I stuck a stem of honeysuckle in his hair, and one of bleeding heart into my father’s. It slid forward to dangle in front of his nose, a chain of little hearts. We laughed. He pointed a stubby finger at me.
“It’s time you stopped dancing among the ferns and put your shoes on, and learned a thing or two from your sister’s practical ways.” He drank his beer, the hearts still trembling over his nose. I nodded gravely.
“I know.”
“You say that,” he grumbled. “But you don’t really listen.” He pushed the flower stem behind his ear, and drank more beer.
“Because you don’t really mean what you say.” I dropped all my flowers in Laurel’s lap, and went behind him to put my arms around his neck. “You love me as I am. Besides, when Laurel marries, who will care for you?”
He snorted, even as he patted my hands. “You can’t even remember to close a door at night. What I think is that you should find someone to care for you, before you tumble in a pond and drown, or fall out of a tree.”
“I haven’t,” I lied with some dignity, “climbed a tree for years.”
Perrin made an outraged noise. “I saw you up a pear tree near the old Lynn ruins only last autumn.”
“I was hungry. That hardly counts.” I loosed my father, and reached for bread, being still hungry. He sighed.
“At least sit down. Never mind about getting the bracken out of your hair, or washing your hands, or anything else remotely civilized. How will you ever find a husband?”
I sat. A face turned toward me out of light, and for just a moment I forgot to breathe. Then I swallowed bread, while Laurel, gathering flowers on her lap, said amiably,
“Perhaps she doesn’t want one. Not everyone does.” But her brows had twitched into that little, anxious pucker. I was silent, making resolutions, then discarding them all as useless.
“I want,” I said shortly, “to do what I want to do.”
We lived comfortably in the rambling, thatched farmhouse that had grown askew with age. Centuries of footsteps had worn shallow valleys into the flagstones; the floors had settled haphazardly into the earth; door frames tilted; ceilings sagged. Other things happen to old houses, that only I seemed to notice. Smells had woven into the wood, so that lavender or baking bread scented the air at unexpected moments. The windows at night sometimes reflected other fires, the shadows of other faces.

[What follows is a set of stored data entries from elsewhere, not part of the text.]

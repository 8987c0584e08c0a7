//! Core error types for wakebot-core.
//!
//! Only storage, configuration and validation failures are errors. Link and
//! protocol problems never surface here: they degrade into a
//! `LinkState::Disconnected` transition or a default value instead.

use std::path::PathBuf;
use thiserror::Error;

/// Core error type for wakebot-core.
#[derive(Error, Debug)]
pub enum CoreError {
    /// Database-related errors
    #[error("Database error: {0}")]
    Database(#[from] DatabaseError),

    /// Configuration-related errors
    #[error("Configuration error: {0}")]
    Config(#[from] ConfigError),

    /// Validation errors
    #[error("Validation error: {0}")]
    Validation(#[from] ValidationError),

    /// IO errors
    #[error("IO error: {0}")]
    Io(#[from] std::io::Error),

    /// Serialization/deserialization errors
    #[error("JSON error: {0}")]
    Json(#[from] serde_json::Error),

    /// Generic errors with context
    #[error("{0}")]
    Custom(String),
}

/// Database-specific errors.
#[derive(Error, Debug)]
pub enum DatabaseError {
    /// Failed to open database connection
    #[error("Failed to open database at {path}: {source}")]
    OpenFailed {
        path: PathBuf,
        #[source]
        source: rusqlite::Error,
    },

    /// Query execution failed
    #[error("Query failed: {0}")]
    QueryFailed(String),

    /// Stored row could not be mapped back into a domain value
    #[error("Corrupt row in '{table}': {message}")]
    CorruptRow { table: String, message: String },

    /// Database is locked
    #[error("Database is locked")]
    Locked,
}

/// Configuration-specific errors.
#[derive(Error, Debug)]
pub enum ConfigError {
    /// Failed to load configuration
    #[error("Failed to load configuration from {path}: {message}")]
    LoadFailed { path: PathBuf, message: String },

    /// Failed to save configuration
    #[error("Failed to save configuration to {path}: {message}")]
    SaveFailed { path: PathBuf, message: String },

    /// Invalid configuration value
    #[error("Invalid configuration value for '{key}': {message}")]
    InvalidValue { key: String, message: String },

    /// Unknown configuration key
    #[error("Unknown configuration key: {0}")]
    UnknownKey(String),

    /// Data directory could not be determined or created
    #[error("Data directory unavailable: {0}")]
    DataDir(String),
}

/// Validation errors.
#[derive(Error, Debug)]
pub enum ValidationError {
    /// Hour or minute outside the clock range
    #[error("Invalid time {hour}:{minute:02}: hour must be 0-23 and minute 0-59")]
    InvalidTime { hour: u32, minute: u32 },

    /// Required text field is empty
    #[error("Field '{0}' must not be empty")]
    EmptyField(String),

    /// Invalid value
    #[error("Invalid value for '{field}': {message}")]
    InvalidValue { field: String, message: String },
}

impl From<rusqlite::Error> for DatabaseError {
    fn from(err: rusqlite::Error) -> Self {
        match &err {
            rusqlite::Error::SqliteFailure(code, _msg) => {
                if code.code == rusqlite::ErrorCode::DatabaseLocked {
                    DatabaseError::Locked
                } else {
                    DatabaseError::QueryFailed(err.to_string())
                }
            }
            _ => DatabaseError::QueryFailed(err.to_string()),
        }
    }
}

impl From<rusqlite::Error> for CoreError {
    fn from(err: rusqlite::Error) -> Self {
        CoreError::Database(err.into())
    }
}

/// Result type alias for CoreError
pub type Result<T, E = CoreError> = std::result::Result<T, E>;

#[cfg(test)]
mod tests {
    use super::*;

    #[test]
    fn rusqlite_errors_map_to_query_failed() {
        let err: DatabaseError = rusqlite::Error::QueryReturnedNoRows.into();
        assert!(matches!(err, DatabaseError::QueryFailed(_)));
    }

    #[test]
    fn invalid_time_message_is_readable() {
        let err = ValidationError::InvalidTime { hour: 25, minute: 7 };
        assert_eq!(
            err.to_string(),
            "Invalid time 25:07: hour must be 0-23 and minute 0-59"
        );
    }
}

Spiders wove webs in high, shadowed corners that grew more elaborate through the years, as if each generation inherited and added to an airy palace. I wondered sometimes if they would die out when we did, or leave their intricate houses if we left ours. But I doubted that I would ever know: My father, with his wheat, and apple orchards, and his barns and stables, only grew more prosperous, and my sister’s marriage at least would provide him with heirs for his house and his spiders.
SO MUCH MORE DESCRIPTION is included in the dialogue. All those movement tags and thought tags! How does that change the rhythm, even ignoring the descriptive paragraphs? I mean, these different ways of handling dialogue make an enormous difference to the rhythm of the novels. No one would describe McKillip’s writing as curt even though a few lines are in fact curt. No one would describe Lee Child’s as poetic even though some of his descriptive sentences actually are poetic.
Her writing invites the reader to slow down and linger.
His drags the reader through the dialogue and demands the reader turn the page at once, now!
Both authors utilize rhythm as one element of their writing, and wow, do they create different effects. Kind of neat to read excerpts with very distinctive styles like this and think about mood and tone, pacing and feel.
This makes me want to reread the old Reacher books. Not really interested in them now that the author has changed, but the old ones were quite good. Real page turners, and it’s interesting to see you analyze the structure this way to explain why they are page turners.
I was not expecting a comparison with McKillip, but it was perfect. Such different styles!
It was about eleven o’clock in the morning, mid October, with the sun not shining and a look of hard wet rain in the clearness of the foothills.